[Data records]
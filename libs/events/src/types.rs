//! Addressing and classification types shared by all change events.

use serde::{Deserialize, Serialize};

use crate::EventError;

// =============================================================================
// Change Classification
// =============================================================================

/// What happened to the object.
#[derive(Debug, Clone, Copy, PartialEq, Eq, Hash, Serialize, Deserialize)]
#[serde(rename_all = "snake_case")]
pub enum ChangeKind {
    /// The object was observed for the first time.
    Added,
    /// A new version of an already-known object was observed.
    Modified,
    /// The object is gone; the payload is its last known state.
    Deleted,
}

impl std::fmt::Display for ChangeKind {
    fn fmt(&self, f: &mut std::fmt::Formatter<'_>) -> std::fmt::Result {
        let s = match self {
            ChangeKind::Added => "added",
            ChangeKind::Modified => "modified",
            ChangeKind::Deleted => "deleted",
        };
        f.write_str(s)
    }
}

/// Kind of object an event refers to.
#[derive(Debug, Clone, Copy, PartialEq, Eq, Hash, Serialize, Deserialize)]
#[serde(rename_all = "snake_case")]
pub enum ResourceKind {
    GameDeployment,
    Instance,
    Revision,
    HookRun,
}

impl ResourceKind {
    /// Kind name as used in owner references.
    pub fn as_str(&self) -> &'static str {
        match self {
            ResourceKind::GameDeployment => "GameDeployment",
            ResourceKind::Instance => "Instance",
            ResourceKind::Revision => "Revision",
            ResourceKind::HookRun => "HookRun",
        }
    }
}

impl std::fmt::Display for ResourceKind {
    fn fmt(&self, f: &mut std::fmt::Formatter<'_>) -> std::fmt::Result {
        f.write_str(self.as_str())
    }
}

// =============================================================================
// Object Key
// =============================================================================

/// Namespaced name of an object; also the work-queue key of a deployment.
#[derive(Debug, Clone, PartialEq, Eq, PartialOrd, Ord, Hash, Serialize, Deserialize)]
pub struct ObjectKey {
    pub namespace: String,
    pub name: String,
}

impl ObjectKey {
    /// Creates a key from its parts.
    pub fn new(namespace: impl Into<String>, name: impl Into<String>) -> Self {
        Self {
            namespace: namespace.into(),
            name: name.into(),
        }
    }

    /// Parses a key of the form `namespace/name`.
    pub fn parse(s: &str) -> Result<Self, EventError> {
        match s.split_once('/') {
            Some((ns, name)) if !ns.is_empty() && !name.is_empty() && !name.contains('/') => {
                Ok(Self::new(ns, name))
            }
            _ => Err(EventError::InvalidKey(s.to_string())),
        }
    }

    /// Returns a key for a sibling object in the same namespace.
    pub fn sibling(&self, name: impl Into<String>) -> Self {
        Self::new(self.namespace.clone(), name)
    }
}

impl std::fmt::Display for ObjectKey {
    fn fmt(&self, f: &mut std::fmt::Formatter<'_>) -> std::fmt::Result {
        write!(f, "{}/{}", self.namespace, self.name)
    }
}

impl std::str::FromStr for ObjectKey {
    type Err = EventError;

    fn from_str(s: &str) -> Result<Self, Self::Err> {
        Self::parse(s)
    }
}
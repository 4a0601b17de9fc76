//! Instance identity tokens.
//!
//! Each workload instance carries a short random token that is unique among
//! the instances of its deployment that are alive at creation time. The token
//! becomes the suffix of the instance name and the key of its pre-delete hook.

use std::collections::HashSet;

use rand::Rng;

use crate::IdError;

/// Number of characters in an identity token.
pub const IDENTITY_LEN: usize = 5;

/// Alphabet for identity tokens. Vowels and look-alike digits are left out so
/// tokens never spell words and survive being read aloud.
pub const IDENTITY_ALPHABET: &[u8] = b"bcdfghjklmnpqrstvwxz2456789";

/// A fixed-length random identity token.
#[derive(Debug, Clone, PartialEq, Eq, PartialOrd, Ord, Hash)]
pub struct InstanceIdentity(String);

impl InstanceIdentity {
    /// Generates a random token using the supplied generator.
    pub fn generate_with<R: Rng + ?Sized>(rng: &mut R) -> Self {
        let token = (0..IDENTITY_LEN)
            .map(|_| IDENTITY_ALPHABET[rng.random_range(0..IDENTITY_ALPHABET.len())] as char)
            .collect();
        Self(token)
    }

    /// Generates `count` distinct tokens, none of which appear in `live`.
    ///
    /// The caller passes every identity currently held by a live instance;
    /// candidates colliding with those (or with each other) are redrawn.
    pub fn generate_pool<R: Rng + ?Sized>(
        rng: &mut R,
        count: usize,
        live: &HashSet<String>,
    ) -> Vec<Self> {
        let mut drawn: HashSet<String> = HashSet::with_capacity(count);
        let mut pool = Vec::with_capacity(count);

        while pool.len() < count {
            let candidate = Self::generate_with(rng);
            if live.contains(candidate.as_str()) || drawn.contains(candidate.as_str()) {
                continue;
            }
            drawn.insert(candidate.0.clone());
            pool.push(candidate);
        }

        pool
    }

    /// Parses and validates an existing token.
    pub fn parse(s: &str) -> Result<Self, IdError> {
        if s.is_empty() {
            return Err(IdError::Empty);
        }
        if s.len() != IDENTITY_LEN {
            return Err(IdError::IdentityLength {
                expected: IDENTITY_LEN,
                actual: s.len(),
            });
        }
        if let Some(c) = s.bytes().find(|b| !IDENTITY_ALPHABET.contains(b)) {
            return Err(IdError::IdentityCharacter(c as char));
        }
        Ok(Self(s.to_string()))
    }

    /// Returns the token string.
    pub fn as_str(&self) -> &str {
        &self.0
    }
}

impl std::fmt::Display for InstanceIdentity {
    fn fmt(&self, f: &mut std::fmt::Formatter<'_>) -> std::fmt::Result {
        f.write_str(&self.0)
    }
}

impl std::str::FromStr for InstanceIdentity {
    type Err = IdError;

    fn from_str(s: &str) -> Result<Self, Self::Err> {
        Self::parse(s)
    }
}

impl serde::Serialize for InstanceIdentity {
    fn serialize<S>(&self, serializer: S) -> Result<S::Ok, S::Error>
    where
        S: serde::Serializer,
    {
        serializer.serialize_str(&self.0)
    }
}

impl<'de> serde::Deserialize<'de> for InstanceIdentity {
    fn deserialize<D>(deserializer: D) -> Result<Self, D::Error>
    where
        D: serde::Deserializer<'de>,
    {
        let s = String::deserialize(deserializer)?;
        Self::parse(&s).map_err(serde::de::Error::custom)
    }
}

> [Task prompt]: Copy out all of the records, keeping every line identical.

> [Answer below]:
filename libs/events/src/types.rs
//! Addressing and classification types shared by all change events.

use serde::{Deserialize, Serialize};

use crate::EventError;

// =============================================================================
// Change Classification
// =============================================================================

/// What happened to the object.
#[derive(Debug, Clone, Copy, PartialEq, Eq, Hash, Serialize, Deserialize)]
#[serde(rename_all = "snake_case")]
pub enum ChangeKind {
    /// The object was observed for the first time.
    Added,
    /// A new version of an already-known object was observed.
    Modified,
    /// The object is gone; the payload is its last known state.
    Deleted,
}

impl std::fmt::Display for ChangeKind {
    fn fmt(&self, f: &mut std::fmt::Formatter<'_>) -> std::fmt::Result {
        let s = match self {
            ChangeKind::Added => "added",
            ChangeKind::Modified => "modified",
            ChangeKind::Deleted => "deleted",
        };
        f.write_str(s)
    }
}

/// Kind of object an event refers to.
#[derive(Debug, Clone, Copy, PartialEq, Eq, Hash, Serialize, Deserialize)]
#[serde(rename_all = "snake_case")]
pub enum ResourceKind {
    GameDeployment,
    Instance,
    Revision,
    HookRun,
}

impl ResourceKind {
    /// Kind name as used in owner references.
    pub fn as_str(&self) -> &'static str {
        match self {
            ResourceKind::GameDeployment => "GameDeployment",
            ResourceKind::Instance => "Instance",
            ResourceKind::Revision => "Revision",
            ResourceKind::HookRun => "HookRun",
        }
    }
}

impl std::fmt::Display for ResourceKind {
    fn fmt(&self, f: &mut std::fmt::Formatter<'_>) -> std::fmt::Result {
        f.write_str(self.as_str())
    }
}

// =============================================================================
// Object Key
// =============================================================================

/// Namespaced name of an object; also the work-queue key of a deployment.
#[derive(Debug, Clone, PartialEq, Eq, PartialOrd, Ord, Hash, Serialize, Deserialize)]
pub struct ObjectKey {
    pub namespace: String,
    pub name: String,
}

impl ObjectKey {
    /// Creates a key from its parts.
    pub fn new(namespace: impl Into<String>, name: impl Into<String>) -> Self {
        Self {
            namespace: namespace.into(),
            name: name.into(),
        }
    }

    /// Parses a key of the form `namespace/name`.
    pub fn parse(s: &str) -> Result<Self, EventError> {
        match s.split_once('/') {
            Some((ns, name)) if !ns.is_empty() && !name.is_empty() && !name.contains('/') => {
                Ok(Self::new(ns, name))
            }
            _ => Err(EventError::InvalidKey(s.to_string())),
        }
    }

    /// Returns a key for a sibling object in the same namespace.
    pub fn sibling(&self, name: impl Into<String>) -> Self {
        Self::new(self.namespace.clone(), name)
    }
}

impl std::fmt::Display for ObjectKey {
    fn fmt(&self, f: &mut std::fmt::Formatter<'_>) -> std::fmt::Result {
        write!(f, "{}/{}", self.namespace, self.name)
    }
}

impl std::str::FromStr for ObjectKey {
    type Err = EventError;

    fn from_str(s: &str) -> Result<Self, Self::Err> {
        Self::parse(s)
    }
}
repository 4a0601b17de9fc76
//! Instance identity tokens.
//!
//! Each workload instance carries a short random token that is unique among
//! the instances of its deployment that are alive at creation time. The token
//! becomes the suffix of the instance name and the key of its pre-delete hook.

use std::collections::HashSet;

use rand::Rng;

use crate::IdError;

/// Number of characters in an identity token.
pub const IDENTITY_LEN: usize = 5;

/// Alphabet for identity tokens. Vowels and look-alike digits are left out so
/// tokens never spell words and survive being read aloud.
pub const IDENTITY_ALPHABET: &[u8] = b"bcdfghjklmnpqrstvwxz2456789";

/// A fixed-length random identity token.
#[derive(Debug, Clone, PartialEq, Eq, PartialOrd, Ord, Hash)]
pub struct InstanceIdentity(String);

impl InstanceIdentity {
    /// Generates a random token using the supplied generator.
    pub fn generate_with<R: Rng + ?Sized>(rng: &mut R) -> Self {
        let token = (0..IDENTITY_LEN)
            .map(|_| IDENTITY_ALPHABET[rng.random_range(0..IDENTITY_ALPHABET.len())] as char)
            .collect();
        Self(token)
    }

    /// Generates `count` distinct tokens, none of which appear in `live`.
    ///
    /// The caller passes every identity currently held by a live instance;
    /// candidates colliding with those (or with each other) are redrawn.
    pub fn generate_pool<R: Rng + ?Sized>(
        rng: &mut R,
        count: usize,
        live: &HashSet<String>,
    ) -> Vec<Self> {
        let mut drawn: HashSet<String> = HashSet::with_capacity(count);
        let mut pool = Vec::with_capacity(count);

        while pool.len() < count {
            let candidate = Self::generate_with(rng);
            if live.contains(candidate.as_str()) || drawn.contains(candidate.as_str()) {
                continue;
            }
            drawn.insert(candidate.0.clone());
            pool.push(candidate);
        }

        pool
    }

    /// Parses and validates an existing token.
    pub fn parse(s: &str) -> Result<Self, IdError> {
        if s.is_empty() {
            return Err(IdError::Empty);
        }
        if s.len() != IDENTITY_LEN {
            return Err(IdError::IdentityLength {
                expected: IDENTITY_LEN,
                actual: s.len(),
            });
        }
        if let Some(c) = s.bytes().find(|b| !IDENTITY_ALPHABET.contains(b)) {
            return Err(IdError::IdentityCharacter(c as char));
        }
        Ok(Self(s.to_string()))
    }

    /// Returns the token string.
    pub fn as_str(&self) -> &str {
        &self.0
    }
}

impl std::fmt::Display for InstanceIdentity {
    fn fmt(&self, f: &mut std::fmt::Formatter<'_>) -> std::fmt::Result {
        f.write_str(&self.0)
    }
}

impl std::str::FromStr for InstanceIdentity {
    type Err = IdError;

    fn from_str(s: &str) -> Result<Self, Self::Err> {
        Self::parse(s)
    }
}

impl serde::Serialize for InstanceIdentity {
    fn serialize<S>(&self, serializer: S) -> Result<S::Ok, S::Error>
    where
        S: serde::Serializer,
    {
        serializer.serialize_str(&self.0)
    }
}

impl<'de> serde::Deserialize<'de> for InstanceIdentity {
    fn deserialize<D>(deserializer: D) -> Result<Self, D::Error>
    where
        D: serde::Deserializer<'de>,
    {
        let s = String::deserialize(deserializer)?;
        Self::parse(&s).map_err(serde::de::Error::custom)
    }
}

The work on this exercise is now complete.